The computing cloud’s future in cancer research & how to get online in a pinch.

We were recently amazed at the power of ‘the cloud’ when we heard of a recent supercomputer that was made for just under $15,000. Considering that most supercomputers cost over a $1 billion, we think that’s a pretty good deal.

The low price obviously comes with a clever twist: it wasn’t a real supercomputer. It was a cloud of individual node computers, which cancer researches rented for the 3-hour total they needed it, with that low total cost.

One of the many tests run on the temporary supercomputer. You're looking at a virus interacting with a synthetic compound

The computers were used to test 21 million new synthetic compounds, to see if any of them would bind with a specific protein in cancer cells. Read more about the research if you’re interested; we’re going to talk about just what ‘the cloud’ is.

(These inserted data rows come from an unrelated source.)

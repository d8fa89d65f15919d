//! # Topology Accessor Trait
//!
//! This is the contract between vecnet-prep and the vector-topology engine
//! that owns feature and node storage. The engine itself (geometry, spatial
//! index, persistence) is out of scope; every operation this crate needs
//! from it is defined here.
//!
//! ## Implementations
//!
//! | Accessor | Module | Description |
//! |----------|--------|-------------|
//! | `MemoryTopology` | `memory` | In-memory map for testing/embedding |

pub mod memory;

use crate::attr::FieldInfo;
use crate::model::{CategoryList, FeatureId, FeatureKind, NodeId};
use crate::Result;

pub use memory::MemoryTopology;

// ============================================================================
// Feature read result
// ============================================================================

/// What a single feature read yields: the feature's kind and its category
/// attachments.
///
/// This lightweight type lives in the topology layer so `feature()` can
/// return structured data without importing from the selection module.
#[derive(Debug, Clone, PartialEq)]
pub struct FeatureInfo {
    pub kind: FeatureKind,
    pub categories: CategoryList,
}

// ============================================================================
// Topology Trait
// ============================================================================

/// Read access to a topological vector map.
///
/// The map is immutable for the duration of any operation in this crate:
/// callers size selection and cost arrays from `feature_count()` /
/// `node_count()` and the counts must not change before the arrays are
/// used. Single-threaded batch use is assumed throughout.
pub trait Topology {
    // ========================================================================
    // Counts
    // ========================================================================

    /// Number of features in the map. Feature ids run `1..=feature_count`.
    fn feature_count(&self) -> u32;

    /// Number of topology nodes. Node ids run `1..=node_count`.
    fn node_count(&self) -> u32;

    // ========================================================================
    // Feature access
    // ========================================================================

    /// Read a feature: its kind and category attachments.
    fn feature(&self, id: FeatureId) -> Result<FeatureInfo>;

    /// Nodes incident to a feature.
    ///
    /// A point feature yields `(node, None)`; a line-like feature yields
    /// both endpoints, which coincide for a self-loop.
    fn incident_nodes(&self, id: FeatureId) -> Result<(NodeId, Option<NodeId>)>;

    // ========================================================================
    // Node access
    // ========================================================================

    /// Coordinates of a node as `(x, y, z)`.
    fn node_coordinates(&self, node: NodeId) -> Result<(f64, f64, f64)>;

    // ========================================================================
    // Layer configuration
    // ========================================================================

    /// Attribute-table link for a layer.
    ///
    /// Returns the fatal [`crate::Error::NoField`] when the layer has no
    /// linked table — an operation that needs attributes cannot proceed
    /// without one.
    fn layer_field(&self, layer: i32) -> Result<FieldInfo>;
}
//! Tock Cell types.

#![no_std]

pub mod map_cell;
pub mod numeric_cell_ext;
pub mod optional_cell;
pub mod take_cell;
pub mod volatile_cell;
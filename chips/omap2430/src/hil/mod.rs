// Licensed under the Apache License, Version 2.0 or the MIT License.
// SPDX-License-Identifier: Apache-2.0 OR MIT
// Copyright Tock Contributors 2022.

//! Interfaces to the collaborators the glue drives but does not own.

pub mod otg;
pub mod pm;
pub mod time;
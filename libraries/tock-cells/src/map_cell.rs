//! Tock specific `MapCell` type for sharing references.

use core::cell::{Cell, UnsafeCell};
use core::{mem, ptr};

/// A mutable memory location that enforces borrow rules at runtime without
/// possible panics.
///
/// A `MapCell` is a potential reference to mutable memory. Borrow rules are
/// enforced by forcing clients to either move the memory out of the cell or
/// operate on a borrow within a closure. You can think of a `MapCell` as an
/// `Option` wrapped in a `RefCell` --- attempts to take the value from inside a
/// `MapCell` may fail by returning `None`.
pub struct MapCell<T> {
    val: UnsafeCell<T>,
    occupied: Cell<bool>,
}

impl<T> MapCell<T> {
    pub fn empty() -> MapCell<T> {
        MapCell {
            val: unsafe { mem::uninitialized() },
            occupied: Cell::new(false),
        }
    }

    /// Creates a new `MapCell` containing `value`
    pub const fn new(value: T) -> MapCell<T> {
        MapCell {
            val: UnsafeCell::new(value),
            occupied: Cell::new(true),
        }
    }

    pub fn is_none(&self) -> bool {
        !self.is_some()
    }

    pub fn is_some(&self) -> bool {
        self.occupied.get()
    }

    /// Takes the value out of the `MapCell` leaving it empty. If
    /// the value has already been taken elsewhere (and not `replace`ed), the
    /// returned `Option` will be `None`.
    ///
    /// # Examples
    ///
    /// ```
    /// let cell = MapCell::new(1234);
    /// let x = &cell;
    /// let y = &cell;
    ///
    /// assert_eq!(x.take(), Some(1234));
    /// assert_eq!(y.take(), None);
    /// ```
    pub fn take(&self) -> Option<T> {
        if self.is_none() {
            return None;
        } else {
            self.occupied.set(false);
            unsafe { Some(ptr::replace(self.val.get(), mem::uninitialized())) }
        }
    }

    pub fn put(&self, val: T) {
        self.occupied.set(true);
        unsafe {
            ptr::write(self.val.get(), val);
        }
    }

    /// Replaces the contents of the `MapCell` with `val`. If the cell was not
    /// empty, the previous value is returned, otherwise `None` is returned.
    pub fn replace(&self, val: T) -> Option<T> {
        if self.is_some() {
            unsafe { Some(ptr::replace(self.val.get(), val)) }
        } else {
            self.put(val);
            None
        }
    }

    /// Allows `closure` to borrow the contents of the `MapCell` if-and-only-if
    /// it is not `take`n already. The state of the `MapCell` is unchanged
    /// after the closure completes.
    ///
    /// # Examples
    ///
    /// ```
    /// let cell = MapCell::new(1234);
    /// let x = &cell;
    /// let y = &cell;
    ///
    /// x.map(|value| {
    ///     // We have mutable access to the value while in the closure
    ///     value += 1;
    /// });
    ///
    /// // After the closure completes, the mutable memory is still in the cell,
    /// // but potentially changed.
    /// assert_eq!(y.take(), Some(1235));
    /// ```
    pub fn map<F, R>(&self, closure: F) -> Option<R>
    where
        F: FnOnce(&mut T) -> R,
    {
        if self.is_some() {
            self.occupied.set(false);
            let valref = unsafe { &mut *self.val.get() };
            let res = closure(valref);
            self.occupied.set(true);
            Some(res)
        } else {
            None
        }
    }

    pub fn map_or<F, R>(&self, default: R, closure: F) -> R
    where
        F: FnOnce(&mut T) -> R,
    {
        self.map(closure).unwrap_or(default)
    }

    /// Behaves the same as `map`, except the closure is allowed to return
    /// an `Option`.
    pub fn and_then<F, R>(&self, closure: F) -> Option<R>
    where
        F: FnOnce(&mut T) -> Option<R>,
    {
        if self.is_some() {
            self.occupied.set(false);
            let valref = unsafe { &mut *self.val.get() };
            let res = closure(valref);
            self.occupied.set(true);
            res
        } else {
            None
        }
    }

    pub fn modify_or_replace<F, G>(&self, modify: F, mkval: G)
    where
        F: FnOnce(&mut T),
        G: FnOnce() -> T,
    {
        if self.map(modify).is_none() {
            self.put(mkval());
        }
    }
}
// Licensed under the Apache License, Version 2.0 or the MIT License.
// SPDX-License-Identifier: Apache-2.0 OR MIT
// Copyright Tock Contributors 2022.

//! Platform glue for the Mentor MUSB dual-role controller on OMAP2430-family
//! SoCs (OMAP2430, OMAP34xx, OMAP36xx, OMAP44xx).
//!
//! The generic MUSB core owns endpoints, FIFOs and interrupt dispatch. This
//! crate owns the parts that are specific to the OMAP integration:
//!
//! - the OTG idle state machine, re-evaluated from a deferred idle alarm
//!   ([`Omap2430Musb::try_idle`]),
//! - forcing a host or peripheral session by driving VBUS
//!   ([`Omap2430Musb::set_vbus`], [`Omap2430Musb::set_mode`]),
//! - the link power policy invoked by the transceiver on cable attach and
//!   detach ([`hil::otg::LinkClient`]),
//! - saving and restoring the controller registers around CORE OFF, which
//!   loses them ([`context::RegisterContext`]),
//! - gating the controller across system suspend/resume.
//!
//! All mutable controller state lives behind one
//! `critical_section::Mutex`, so the alarm callback, the PMIC interrupt path
//! and synchronous mode changes never observe each other half-way.

#![no_std]

#[cfg(test)]
extern crate std;

pub mod config;
pub mod context;
pub mod errorcode;
pub mod hil;
pub mod idle;
pub mod musb;
pub mod otg;
pub mod regs;

#[cfg(test)]
mod fake;

pub use crate::errorcode::ErrorCode;
pub use crate::musb::Omap2430Musb;
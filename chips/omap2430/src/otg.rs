// Licensed under the Apache License, Version 2.0 or the MIT License.
// SPDX-License-Identifier: Apache-2.0 OR MIT
// Copyright Tock Contributors 2022.

//! OTG state and the idle state machine.
//!
//! [`OtgCore`] is everything the glue mutates. It lives inside the
//! controller's critical-section mutex; every method here runs with that
//! lock held, so a DEVCTL read and the write that depends on it cannot be
//! separated by another context.

use log::debug;
use tock_registers::{register_bitfields, LocalRegisterCopy};

use crate::context::RegisterContext;
use crate::idle::IdleTimer;
use crate::regs::{self, DevCtl, MusbCore, Power};

/// OTG states from the OTG supplement, A- and B-device sides.
#[derive(Clone, Copy, Debug, PartialEq, Eq)]
pub enum OtgState {
    Undefined,

    // single-role peripheral, and dual-role default-b
    BIdle,
    BSrpInit,
    BPeripheral,

    // extra dual-role default-b states
    BWaitAcon,
    BHost,

    // dual-role default-a
    AIdle,
    AWaitVrise,
    AWaitBcon,
    AHost,
    ASuspend,
    APeripheral,
    AWaitVfall,
    AVbusErr,
}

/// Which side of the link the MUSB core is currently driving.
#[derive(Clone, Copy, Debug, PartialEq, Eq)]
pub enum Role {
    Host,
    Peripheral,
}

register_bitfields![u32,
    /// Root port status as reported to the hub layer. The low half holds
    /// `wPortStatus`, the high half `wPortChange`.
    pub PortStatus [
        /// MUSB-private: root port is driving resume signaling
        RESUME 31,
        C_SUSPEND 18,
        SUSPEND 2
    ]
];

/// Time the A-device waits for a B-device to connect, in ms. Zero means
/// wait forever.
pub const A_WAIT_BCON_DEFAULT_MS: u32 = 1100;

pub(crate) struct OtgCore {
    pub(crate) state: OtgState,
    pub(crate) role: Role,
    /// A session or transfer is in progress; the link must not idle.
    pub(crate) is_active: bool,
    /// This side is the default A-device (forced host).
    pub(crate) default_a: bool,
    pub(crate) a_wait_bcon: u32,
    pub(crate) port1_status: LocalRegisterCopy<u32, PortStatus::Register>,
    pub(crate) idle: IdleTimer,
    pub(crate) context: RegisterContext,
}

impl OtgCore {
    pub(crate) const fn new() -> OtgCore {
        OtgCore {
            state: OtgState::Undefined,
            role: Role::Peripheral,
            is_active: false,
            default_a: false,
            a_wait_bcon: A_WAIT_BCON_DEFAULT_MS,
            port1_status: LocalRegisterCopy::new(0),
            idle: IdleTimer::new(),
            context: RegisterContext::new(),
        }
    }

    /// Whether the idle policy forbids idling right now.
    pub(crate) fn blocks_idle(&self) -> bool {
        self.is_active || (self.a_wait_bcon == 0 && self.state == OtgState::AWaitBcon)
    }

    /// Re-evaluates the OTG state once the link has been quiet for the idle
    /// timeout.
    ///
    /// Returns `true` when the root port status changed and the hub layer
    /// has to be asked to poll it.
    pub(crate) fn evaluate_idle<M: MusbCore>(&mut self, musb: &M, host_capable: bool) -> bool {
        let mut devctl = LocalRegisterCopy::<u8, DevCtl::Register>::new(musb.readb(regs::DEVCTL));

        match self.state {
            OtgState::AWaitBcon => {
                // Don't reset the session in forced host mode
                if !self.default_a {
                    devctl.modify(DevCtl::SESSION::CLEAR);
                    musb.writeb(regs::DEVCTL, devctl.get());

                    devctl.set(musb.readb(regs::DEVCTL));
                }
                if devctl.is_set(DevCtl::BDEVICE) {
                    self.state = OtgState::BIdle;
                    self.role = Role::Peripheral;
                } else {
                    self.state = OtgState::AIdle;
                    self.role = Role::Host;
                }
                false
            }
            OtgState::ASuspend if host_capable => {
                // finish resume signaling?
                if !self.port1_status.is_set(PortStatus::RESUME) {
                    return false;
                }
                let mut power =
                    LocalRegisterCopy::<u8, Power::Register>::new(musb.readb(regs::POWER));
                power.modify(Power::RESUME::CLEAR);
                debug!("root port resume stopped, power {:02x}", power.get());
                musb.writeb(regs::POWER, power.get());
                self.is_active = true;
                self.port1_status.modify(
                    PortStatus::SUSPEND::CLEAR + PortStatus::RESUME::CLEAR + PortStatus::C_SUSPEND::SET,
                );
                // NOTE: it might really be A_WAIT_BCON
                self.state = OtgState::AHost;
                true
            }
            OtgState::AHost if host_capable => {
                devctl.set(musb.readb(regs::DEVCTL));
                self.state = if devctl.is_set(DevCtl::BDEVICE) {
                    OtgState::BIdle
                } else {
                    OtgState::AWaitBcon
                };
                false
            }
            _ => false,
        }
    }

    /// Forces a host (`on`) or peripheral session and writes DEVCTL.
    pub(crate) fn set_vbus<M: MusbCore>(&mut self, musb: &M, on: bool) {
        let mut devctl = LocalRegisterCopy::<u8, DevCtl::Register>::new(musb.readb(regs::DEVCTL));

        if on {
            self.is_active = true;
            self.default_a = true;
            self.state = OtgState::AWaitVrise;
            devctl.modify(DevCtl::SESSION::SET);
            self.role = Role::Host;
        } else {
            self.is_active = false;
            // A_WAIT_VFALL and A_IDLE are skipped, the link goes straight
            // to B_IDLE.
            self.default_a = false;
            self.state = OtgState::BIdle;
            devctl.modify(DevCtl::SESSION::CLEAR);
            self.role = Role::Peripheral;
        }
        musb.writeb(regs::DEVCTL, devctl.get());
    }
}
// Licensed under the Apache License, Version 2.0 or the MIT License.
// SPDX-License-Identifier: Apache-2.0 OR MIT
// Copyright Tock Contributors 2022.

//! System suspend/resume gating of the controller.

use tock_registers::LocalRegisterCopy;

use super::Omap2430Musb;
use crate::hil::time::Alarm;
use crate::regs::{ForceStandby, MusbCore, OtgWrapper, SysConfig, WrapperReg};

impl<'a, M: MusbCore, W: OtgWrapper, A: Alarm<'a>> Omap2430Musb<'a, M, W, A> {
    /// Asserts (`true`) or releases MSTANDBY towards the PRCM.
    pub(super) fn set_mstandby(&self, on: bool) {
        let mut forcestdby = LocalRegisterCopy::<u32, ForceStandby::Register>::new(
            self.wrapper.read(WrapperReg::ForceStandby),
        );
        if on {
            forcestdby.modify(ForceStandby::ENABLEFORCE::SET);
        } else {
            forcestdby.modify(ForceStandby::ENABLEFORCE::CLEAR);
        }
        self.wrapper.write(WrapperReg::ForceStandby, forcestdby.get());
    }

    fn set_wakeup(&self, on: bool) {
        let mut sysconfig = LocalRegisterCopy::<u32, SysConfig::Register>::new(
            self.wrapper.read(WrapperReg::SysConfig),
        );
        if on {
            sysconfig.modify(SysConfig::ENABLEWAKEUP::SET);
        } else {
            sysconfig.modify(SysConfig::ENABLEWAKEUP::CLEAR);
        }
        self.wrapper.write(WrapperReg::SysConfig, sysconfig.get());
    }

    /// Puts the controller in standby with wake-up enabled and gates its
    /// clock. Does nothing on boards without a controller clock.
    pub fn suspend(&self) {
        if self.clock.is_none() {
            return;
        }

        critical_section::with(|_cs| {
            self.set_mstandby(true);
            self.set_wakeup(true);
        });

        self.transceiver
            .map(|transceiver| transceiver.set_suspend(true));
        self.clock.map(|clock| clock.disable());
    }

    /// Undoes [`suspend`](Self::suspend).
    pub fn resume(&self) {
        if self.clock.is_none() {
            return;
        }

        self.transceiver
            .map(|transceiver| transceiver.set_suspend(false));
        self.clock.map(|clock| {
            if !clock.is_enabled() {
                clock.enable();
            }
        });

        critical_section::with(|_cs| {
            self.set_wakeup(false);
            self.set_mstandby(false);
        });
    }
}
//! Tock specific `TakeCell` type for sharing references.

use core::cell::Cell;

/// A shared reference to a mutable reference.
///
/// A `TakeCell` wraps potential reference to mutable memory that may be
/// available at a given point. Rather than enforcing borrow rules at
/// compile-time, `TakeCell` enables multiple clients to hold references to it,
/// but ensures that only one referrer has access to the underlying mutable
/// reference at a time. Clients either move the memory out of the `TakeCell` or
/// operate on a borrow within a closure. Attempts to take the value from inside
/// a `TakeCell` may fail by returning `None`.
pub struct TakeCell<'a, T: 'a + ?Sized> {
    val: Cell<Option<&'a mut T>>,
}

impl<'a, T: ?Sized> TakeCell<'a, T> {
    pub const fn empty() -> TakeCell<'a, T> {
        TakeCell {
            val: Cell::new(None),
        }
    }

    /// Creates a new `TakeCell` containing `value`
    pub const fn new(value: &'a mut T) -> TakeCell<'a, T> {
        TakeCell {
            val: Cell::new(Some(value)),
        }
    }

    pub fn is_none(&self) -> bool {
        let inner = self.take();
        let return_val = inner.is_none();
        self.val.set(inner);
        return_val
    }

    pub fn is_some(&self) -> bool {
        !self.is_none()
    }

    /// Takes the mutable reference out of the `TakeCell` leaving a `None` in
    /// it's place. If the value has already been taken elsewhere (and not
    /// `replace`ed), the returned `Option` will be empty.
    ///
    /// # Examples
    ///
    /// ```
    /// extern crate tock_cells;
    /// use tock_cells::take_cell::TakeCell;
    ///
    /// let mut value = 1234;
    /// let cell = TakeCell::new(&mut value);
    /// let x = &cell;
    /// let y = &cell;
    ///
    /// x.take();
    /// assert_eq!(y.take(), None);
    /// ```
    pub fn take(&self) -> Option<&'a mut T> {
        self.val.replace(None)
    }

    /// Stores `val` in the `TakeCell`
    pub fn put(&self, val: Option<&'a mut T>) {
        self.val.replace(val);
    }

    /// Replaces the contents of the `TakeCell` with `val`. If the cell was not
    /// empty, the previous value is returned, otherwise `None` is returned.
    pub fn replace(&self, val: &'a mut T) -> Option<&'a mut T> {
        self.val.replace(Some(val))
    }

    /// Retrieves a mutable reference to the inner value that only lives as long
    /// as the reference to this does.
    ///
    /// This escapes the "take" aspect of TakeCell in a way which is guaranteed
    /// safe due to the returned reference sharing the lifetime of `&mut self`.
    pub fn get_mut(&mut self) -> Option<&mut T> {
        self.val.get_mut().as_mut().map(|v| &mut **v)
    }

    /// Allows `closure` to borrow the contents of the `TakeCell` if-and-only-if
    /// it is not `take`n already. The state of the `TakeCell` is unchanged
    /// after the closure completes.
    ///
    /// # Examples
    ///
    /// ```
    /// extern crate tock_cells;
    /// use tock_cells::take_cell::TakeCell;
    ///
    /// let mut value = 1234;
    /// let cell = TakeCell::new(&mut value);
    /// let x = &cell;
    /// let y = &cell;
    ///
    /// x.map(|value| {
    ///     // We have mutable access to the value while in the closure
    ///     *value += 1;
    /// });
    ///
    /// // After the closure completes, the mutable memory is still in the cell,
    /// // but potentially changed.
    /// assert_eq!(y.take(), Some(&mut 1235));
    /// ```
    pub fn map<F, R>(&self, closure: F) -> Option<R>
    where
        F: FnOnce(&mut T) -> R,
    {
        let maybe_val = self.take();
        maybe_val.map(|mut val| {
            let res = closure(&mut val);
            self.replace(val);
            res
        })
    }

    /// Performs a `map` or returns a default value if the `TakeCell` is empty
    pub fn map_or<F, R>(&self, default: R, closure: F) -> R
    where
        F: FnOnce(&mut T) -> R,
    {
        let maybe_val = self.take();
        maybe_val.map_or(default, |mut val| {
            let res = closure(&mut val);
            self.replace(val);
            res
        })
    }

    /// Performs a `map` or generates a value with the default
    /// closure if the `TakeCell` is empty
    pub fn map_or_else<U, D, F>(&self, default: D, f: F) -> U
    where
        D: FnOnce() -> U,
        F: FnOnce(&mut T) -> U,
    {
        let maybe_val = self.take();
        maybe_val.map_or_else(
            || default(),
            |mut val| {
                let res = f(&mut val);
                self.replace(val);
                res
            },
        )
    }

    /// Behaves the same as `map`, except the closure is allowed to return
    /// an `Option`.
    pub fn and_then<F, R>(&self, closure: F) -> Option<R>
    where
        F: FnOnce(&mut T) -> Option<R>,
    {
        let maybe_val = self.take();
        maybe_val.and_then(|mut val| {
            let res = closure(&mut val);
            self.replace(val);
            res
        })
    }

    /// Uses the first closure (`modify`) to modify the value in the `TakeCell`
    /// if it is present, otherwise, fills the `TakeCell` with the result of
    /// `mkval`.
    pub fn modify_or_replace<F, G>(&self, modify: F, mkval: G)
    where
        F: FnOnce(&mut T),
        G: FnOnce() -> &'a mut T,
    {
        let val = match self.take() {
            Some(mut val) => {
                modify(&mut val);
                val
            }
            None => mkval(),
        };
        self.replace(val);
    }
}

In concept, the cloud is a way to deliver computing power through the internet, rather than having it inside the computer you’re using. The internet is a lot like an electrical grid for information, so it’s like having your electrical power delivered to you through power lines, rather than having a generator at your house.

Computing like this will take off, especially for researchers and people who need high computing power, but don’t need it permanently or can’t afford the cost of making such a computer. That means that cloud computing is an expanding industry, with need for computer scientists to grow and develop its capabilities.

After Hurricane Katrina hit New Orleans in 2005, you can't really expect a stable internet connection. But engineers have helped disaster relief workers by making Tethr, a box that can find an internet connection anywhere.

With things like cloud computing and software as a service (SaaS) expanding rapidly like this, it’s being used in things like disaster response. But there’s a glaring problem: disaster areas probably don’t have stable internet connections!

To work on solving this problem, a number of engineers (hardware, electrical and networking engineers, to be exact) built a box that has the ability to connect to the internet via satellite, 3g, dial-up and wifi. That’s basically every major method for internet connectivity, and any given area will probably have one of them. The rest of the box has a lightweight computer which can access the internet, where it can interact with disaster relief software like OpenStreetMap, which keeps maps of everywhere in the world, and Ushahidi, which keeps reports and updates on major events around the world.